Vico writes quite a lot about giants in his New Science. His theory was that, before the Hebrews came along, the world was populated exclusively by giants. It was their filthy habits that caused them to grow to such monstrous size, and "normal"-sized people first appeared as a result of the Mosaic code of cleanliness and hygiene. (Manure makes crops grow, he reasoned, so...)

Also perhaps of note is the fact that so many accounts of the "hollow earth" (The Smoky God, for example) feature giants.

Bruce Charlton said...

@WmJas - I agree that simply a scaled-up human is not biologically likely, maybe impossible.

Anonymous said...

Do you lend any credence to the notions of Graham Hancock?

Summarizing: He posits the existence of a Atlantean-like civilization, positioned somewhere in perhaps what are now called the Doggerlands. The comic impact which caused the https://en.wikipedia.org/wiki/Younger_Dryas#Impact_hypothesis is said to have destroyed this civilization. But the memory of it is said to be preserved globally in our shared flood stories as well as stories of magically powerful, but still corporeal and limited beings. He seems especially invested in using this as an explanation for many of the megalith structures that predate 10000 bce

Bruce Charlton said...

@Anonymous (please use a psudonym) - I don't think I know this author's work. I have read plenty of stuff about Atlantis and (like Tolkien) find the subject fascinating, and I'm sure that there is something to the legend of a highly developed, magical, lost Ancient civilisation in The West - but I'm not sure exactly what.

Krum said...

"I don't think I know this author's work. I have read plenty of stuff about Atlantis and (like Tolkien) find the subject fascinating, and I'm sure that there is something to the legend of a highly developed, magical, lost Ancient civilisation in The West - but I'm not sure exactly what."

I've been sucked into Hancock's world recently and the mysteries of prehistory. I came across him through youtube, specifically several Joe Rogan interviews with Randall Carson.

Carson, among his other interests, searches for and studies the (very compelling) real world evidence for a catastrophic, all-but-worldwide flood event, likely caused by a comet impact into the ice cap at the end of the last ice age.
Hancock has for years been searching for and studying archaeological evidence and mythology that hints at the existence of a relatively advanced lost civilisation that existed during the last ice age and disappeared due to a catastrophe.
The two found each other and make quite a team. When they date the flood event (meltwater pulse 1B I think they call it in scientific circles) and the corresponding rise in sea levels to ~11500 years ago and mention that that is pretty close to the date given for the sinking of Atlantis as related by Plato... 9000 years before Solon... it's spine-tingling stuff.

Alas, poor England was under the ice cap along with quite a bit of Northern Europe before the presumed impact event.

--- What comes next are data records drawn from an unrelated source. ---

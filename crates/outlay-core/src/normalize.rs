//! Transaction normalization
//!
//! Maps raw source records into validated expense transactions. This is the
//! only boundary where malformed input is allowed to surface: detection and
//! forecasting downstream assume every record is well-formed.

use chrono::NaiveDate;
use tracing::debug;

use crate::error::{Error, Result};
use crate::models::{NormalizedTransaction, RawTransaction};

/// Separator used by upstream sources for hierarchical categories
const CATEGORY_SEPARATOR: &str = " > ";

/// Fallback category for transactions the source left unlabeled
pub const UNCATEGORIZED: &str = "Uncategorized";

/// Normalize a batch of raw transactions into expense records.
///
/// Sign convention: positive = money leaving the account. Income and credits
/// (amount <= 0) are filtered out, which is not an error. A record with an
/// unparseable date or a non-finite amount fails the whole call: silently
/// dropping part of a batch would skew every downstream number.
pub fn normalize(raw: &[RawTransaction]) -> Result<Vec<NormalizedTransaction>> {
    let mut out = Vec::with_capacity(raw.len());

    for tx in raw {
        let date = parse_date(&tx.date)
            .ok_or_else(|| Error::MalformedRecord(format!("unparseable date {:?}", tx.date)))?;

        if !tx.amount.is_finite() {
            return Err(Error::MalformedRecord(format!(
                "non-finite amount for {:?} on {}",
                tx.description, tx.date
            )));
        }

        // Negative / zero amounts are income or credits, not expenses
        if tx.amount <= 0.0 {
            continue;
        }

        out.push(NormalizedTransaction {
            date,
            amount: tx.amount.abs(),
            merchant: tx.description.trim().to_string(),
            primary_category: primary_category(tx.category.as_deref()),
        });
    }

    debug!(
        input = raw.len(),
        expenses = out.len(),
        "Normalized transaction batch"
    );

    Ok(out)
}

fn parse_date(s: &str) -> Option<NaiveDate> {
    NaiveDate::parse_from_str(s.trim(), "%Y-%m-%d").ok()
}

/// First segment of a hierarchical category string
fn primary_category(category: Option<&str>) -> String {
    match category.map(str::trim) {
        Some(c) if !c.is_empty() => c
            .split(CATEGORY_SEPARATOR)
            .next()
            .unwrap_or(UNCATEGORIZED)
            .trim()
            .to_string(),
        _ => UNCATEGORIZED.to_string(),
    }
}

#[cfg(test)]
mod tests {
    use super::*;

    fn raw(date: &str, amount: f64, desc: &str, category: Option<&str>) -> RawTransaction {
        RawTransaction {
            date: date.to_string(),
            amount,
            description: desc.to_string(),
            category: category.map(|c| c.to_string()),
        }
    }

    #[test]
    fn test_expenses_only_and_non_negative() {
        let input = vec![
            raw("2025-06-01", 15.99, "NETFLIX.COM", Some("Entertainment")),
            raw("2025-06-02", -2500.0, "PAYROLL DEPOSIT", Some("INCOME")),
            raw("2025-06-03", 0.0, "BALANCE ADJUSTMENT", None),
            raw("2025-06-04", 42.10, "TRADER JOES", Some("Food > Groceries")),
        ];

        let normalized = normalize(&input).unwrap();
        assert_eq!(normalized.len(), 2);
        assert!(normalized.iter().all(|t| t.amount > 0.0));
        assert_eq!(normalized[0].merchant, "NETFLIX.COM");
        assert_eq!(normalized[1].amount, 42.10);
    }

    #[test]
    fn test_primary_category_split() {
        let input = vec![raw(
            "2025-06-04",
            8.50,
            "BLUE BOTTLE",
            Some("Food > Coffee > Espresso"),
        )];

        let normalized = normalize(&input).unwrap();
        assert_eq!(normalized[0].primary_category, "Food");
    }

    #[test]
    fn test_missing_category_defaults() {
        let input = vec![raw("2025-06-04", 8.50, "BLUE BOTTLE", None)];

        let normalized = normalize(&input).unwrap();
        assert_eq!(normalized[0].primary_category, UNCATEGORIZED);
    }

    #[test]
    fn test_malformed_date_fails_whole_batch() {
        let input = vec![
            raw("2025-06-01", 15.99, "NETFLIX.COM", None),
            raw("06/02/2025", 10.00, "SPOTIFY", None),
        ];

        let err = normalize(&input).unwrap_err();
        assert!(matches!(err, Error::MalformedRecord(_)));
    }

    #[test]
    fn test_non_finite_amount_fails() {
        let input = vec![raw("2025-06-01", f64::NAN, "GLITCH", None)];

        let err = normalize(&input).unwrap_err();
        assert!(matches!(err, Error::MalformedRecord(_)));
    }

    #[test]
    fn test_empty_input() {
        assert!(normalize(&[]).unwrap().is_empty());
    }
}
//! Subscription detection command

use std::path::Path;

use anyhow::Result;
use chrono::NaiveDate;
use outlay_core::{AnalysisConfig, RecurrenceDetector};

use super::{load_transactions, truncate};

pub fn cmd_detect(
    file: &Path,
    min_occurrences: usize,
    today: NaiveDate,
    json: bool,
) -> Result<()> {
    let transactions = load_transactions(file)?;

    let config = AnalysisConfig {
        min_occurrences,
        ..AnalysisConfig::default()
    };
    let detector = RecurrenceDetector::with_config(config);
    let subscriptions = detector.detect(&transactions, today);

    if json {
        println!("{}", serde_json::to_string_pretty(&subscriptions)?);
        return Ok(());
    }

    if subscriptions.is_empty() {
        println!("No subscriptions detected.");
        return Ok(());
    }

    let monthly_total: f64 = subscriptions.iter().map(|s| s.monthly_cost()).sum();

    println!();
    println!("📋 Detected Subscriptions");
    println!("   ─────────────────────────────────────────────────────────────");

    for sub in &subscriptions {
        let next_str = sub
            .next_charge
            .map(|d| d.to_string())
            .unwrap_or_else(|| "?".to_string());

        println!(
            "   {:22} │ {:>9} │ {:<14} │ {:>2}x │ next {}",
            truncate(&sub.merchant, 22),
            format!("${:.2}", sub.amount),
            sub.frequency.to_string(),
            sub.occurrence_count,
            next_str
        );
    }

    println!("   ─────────────────────────────────────────────────────────────");
    println!(
        "   {} subscription(s), ~${:.2}/month",
        subscriptions.len(),
        monthly_total
    );

    Ok(())
}
//! Spending forecast command

use std::path::Path;

use anyhow::Result;
use outlay_core::{
    aggregate, Confidence, ExclusionPolicy, ForecastMethod, Forecaster,
};

use super::load_transactions;

pub fn cmd_forecast(file: &Path, horizon: u32, method: &str, json: bool) -> Result<()> {
    let transactions = load_transactions(file)?;

    let method: ForecastMethod = method.parse().map_err(|e: String| anyhow::anyhow!(e))?;

    let start = transactions.iter().map(|t| t.date).min();
    let end = transactions.iter().map(|t| t.date).max();
    let (start, end) = match (start, end) {
        (Some(start), Some(end)) => (start, end),
        _ => {
            println!("No expense transactions to forecast from.");
            return Ok(());
        }
    };

    let series = aggregate::daily_series(&transactions, start, end, &ExclusionPolicy::default())?;
    let forecast = Forecaster::new().forecast(&series, horizon, method)?;

    if json {
        println!("{}", serde_json::to_string_pretty(&forecast)?);
        return Ok(());
    }

    println!();
    println!("🔮 Spending Forecast ({} days, {})", forecast.horizon_days, forecast.method);
    println!("   History: {} to {} ({} days)", start, end, series.len());
    println!("   ─────────────────────────────────────────────────────────────");

    for week in &forecast.weekly {
        println!("   week of {} │ {:>10.2}", week.week_start, week.total);
    }

    println!("   ─────────────────────────────────────────────────────────────");
    println!("   Projected total: ${:.2}", forecast.total);
    let confidence_note = match forecast.confidence {
        Confidence::Medium => "medium (30+ days of history)",
        Confidence::Low => "low (short history)",
    };
    println!("   Confidence: {}", confidence_note);

    Ok(())
}
#[cfg(test)]
mod tests {
    use super::*;

    fn series_from(amounts: Vec<f64>) -> DailySeries {
        DailySeries::new(NaiveDate::from_ymd_opt(2025, 3, 3).unwrap(), amounts)
    }

    /// 12 weeks where weekends run hot: Mon..Fri = 10, Sat/Sun = 40
    fn weekend_heavy_series(weeks: usize) -> DailySeries {
        let mut amounts = Vec::new();
        for _ in 0..weeks {
            amounts.extend_from_slice(&[10.0, 10.0, 10.0, 10.0, 10.0, 40.0, 40.0]);
        }
        series_from(amounts) // starts on a Monday
    }

    #[test]
    fn test_insufficient_history() {
        let series = series_from(vec![5.0; 13]);
        let err = Forecaster::new()
            .forecast(&series, 30, ForecastMethod::Seasonal)
            .unwrap_err();

        assert!(matches!(
            err,
            Error::InsufficientHistory {
                days: 13,
                required: 14
            }
        ));
    }

    #[test]
    fn test_average_method_flat_forecast() {
        let series = series_from(vec![20.0; 28]);
        let result = Forecaster::new()
            .forecast(&series, 7, ForecastMethod::Average)
            .unwrap();

        assert_eq!(result.daily.len(), 7);
        for day in &result.daily {
            assert!((day.amount - 20.0).abs() < 1e-9);
        }
        assert!((result.total - 140.0).abs() < 1e-9);
    }

    #[test]
    fn test_trend_method_extrapolates() {
        // Linearly rising history keeps rising over the horizon
        let series = series_from((0..30).map(|i| 10.0 + i as f64).collect());
        let result = Forecaster::new()
            .forecast(&series, 5, ForecastMethod::Trend)
            .unwrap();

        assert!(result.daily[0].amount > 38.0);
        assert!(result.daily[4].amount > result.daily[0].amount);
    }

    #[test]
    fn test_weekly_pattern_tracks_weekday() {
        let series = weekend_heavy_series(4);
        let result = Forecaster::new()
            .forecast(&series, 7, ForecastMethod::WeeklyPattern)
            .unwrap();

        // History ends Sunday, so the horizon starts Monday
        assert!((result.daily[0].amount - 10.0).abs() < 1e-9);
        assert!((result.daily[5].amount - 40.0).abs() < 1e-9);
        assert!((result.daily[6].amount - 40.0).abs() < 1e-9);
    }

    #[test]
    fn test_seasonal_learns_weekly_shape() {
        let series = weekend_heavy_series(12);
        let result = Forecaster::new()
            .forecast(&series, 14, ForecastMethod::Seasonal)
            .unwrap();

        assert_eq!(result.method, ForecastMethod::Seasonal);
        // Saturday predictions should sit well above Wednesday ones
        let wednesday = result.daily[2].amount;
        let saturday = result.daily[5].amount;
        assert!(
            saturday > wednesday * 1.5,
            "saturday {} not above wednesday {}",
            saturday,
            wednesday
        );
    }

    #[test]
    fn test_forecast_non_negative_everywhere() {
        // Sharply decreasing series would extrapolate negative without clipping
        let series = series_from((0..30).map(|i| (100.0 - 4.0 * i as f64).max(0.0)).collect());

        for method in [
            ForecastMethod::Average,
            ForecastMethod::Trend,
            ForecastMethod::WeeklyPattern,
            ForecastMethod::Seasonal,
        ] {
            let result = Forecaster::new().forecast(&series, 30, method).unwrap();
            for day in &result.daily {
                assert!(day.amount >= 0.0);
                assert!(day.lower >= 0.0);
                assert!(day.upper >= day.lower);
            }
        }
    }

    #[test]
    fn test_all_zero_series_degrades_to_average() {
        let series = series_from(vec![0.0; 60]);
        let result = Forecaster::new()
            .forecast(&series, 14, ForecastMethod::Seasonal)
            .unwrap();

        assert_eq!(result.method, ForecastMethod::Average);
        assert_eq!(result.total, 0.0);
        for day in &result.daily {
            assert_eq!(day.amount, 0.0);
            assert!(day.lower >= 0.0);
            assert!(day.upper >= day.lower);
        }
    }

    #[test]
    fn test_weekly_rollups_partition_horizon() {
        let series = series_from(vec![10.0; 30]);
        let result = Forecaster::new()
            .forecast(&series, 30, ForecastMethod::Average)
            .unwrap();

        // 30 days -> 4 full weeks and a 2-day tail
        assert_eq!(result.weekly.len(), 5);
        assert_eq!(result.weekly[0].week_start, result.daily[0].date);
        assert_eq!(
            result.weekly[1].week_start,
            result.daily[0].date + Duration::days(7)
        );
        assert!((result.weekly[0].total - 70.0).abs() < 1e-9);
        assert!((result.weekly[4].total - 20.0).abs() < 1e-9);

        let weekly_sum: f64 = result.weekly.iter().map(|w| w.total).sum();
        assert!((weekly_sum - result.total).abs() < 1e-9);
    }

    #[test]
    fn test_confidence_label_thresholds() {
        let short = series_from(vec![10.0; 20]);
        let long = series_from(vec![10.0; 45]);
        let forecaster = Forecaster::new();

        let low = forecaster
            .forecast(&short, 7, ForecastMethod::Average)
            .unwrap();
        let medium = forecaster
            .forecast(&long, 7, ForecastMethod::Average)
            .unwrap();

        assert_eq!(low.confidence, Confidence::Low);
        assert_eq!(medium.confidence, Confidence::Medium);
    }

    #[test]
    fn test_forecast_dates_contiguous_after_history() {
        let series = series_from(vec![10.0; 21]);
        let result = Forecaster::new()
            .forecast(&series, 10, ForecastMethod::Average)
            .unwrap();

        let first = result.daily[0].date;
        assert_eq!(first, series.end().unwrap() + Duration::days(1));
        for (k, day) in result.daily.iter().enumerate() {
            assert_eq!(day.date, first + Duration::days(k as i64));
        }
    }

    #[test]
    fn test_zero_horizon_rejected() {
        let series = series_from(vec![10.0; 21]);
        let err = Forecaster::new()
            .forecast(&series, 0, ForecastMethod::Average)
            .unwrap_err();
        assert!(matches!(err, Error::InvalidData(_)));
    }

    #[test]
    fn test_least_squares_recovers_line() {
        let rows: Vec<Vec<f64>> = (0..20).map(|t| vec![1.0, t as f64]).collect();
        let y: Vec<f64> = (0..20).map(|t| 3.0 + 2.0 * t as f64).collect();

        let coef = least_squares(&rows, &y, &[0.0, 0.0]).unwrap();
        assert!((coef[0] - 3.0).abs() < 1e-6);
        assert!((coef[1] - 2.0).abs() < 1e-6);
    }

    #[test]
    fn test_least_squares_singular_returns_none() {
        // Duplicate columns make the system singular without a penalty
        let rows: Vec<Vec<f64>> = (0..10).map(|t| vec![t as f64, t as f64]).collect();
        let y: Vec<f64> = (0..10).map(|t| t as f64).collect();

        assert!(least_squares(&rows, &y, &[0.0, 0.0]).is_none());
    }
}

Hancock suggests this lost civilisation:

- Were well-traveled seafarers with good mapping abilities.
- Had advanced knowledge of astronomy, farming and (mega)construction.
- Were probably Caucasian or at least fairly pale. Many of the oral histories in South America mention white skinned visitors who arrive after a catastrophe to teach morals, practical knowledge and help build things. After some time, they then return to the sea from whence they came.

When I sink into Hancock's theories, I sometimes wonder. This impact event, besides sweeping most of humanity into the sea in a Biblical fashion, caused some major global warming - warming on a scale that makes the current climate change furore over a few degrees centigrade look rather faint-hearted. This warming freed huge swathes of the North American landmass and Northern Europe from the ice. If you were the remnants of a recently landless, ocean-faring people... perhaps you may have ended up in newly thawed, empty, lands in the north...

Or perhaps the wish is father to the thought...

Bruce Charlton said...

@Krum - I have read summaries of Hancock in one (or more) of Colin Wilson's books - Atlantis to the Sphinx, I think it was. Certainly something of this kind is plausible to me - people don't realise how much and how radically the chronology of prehistory (and of human evolution) has changed in the 50 years - even in official archaeology and science.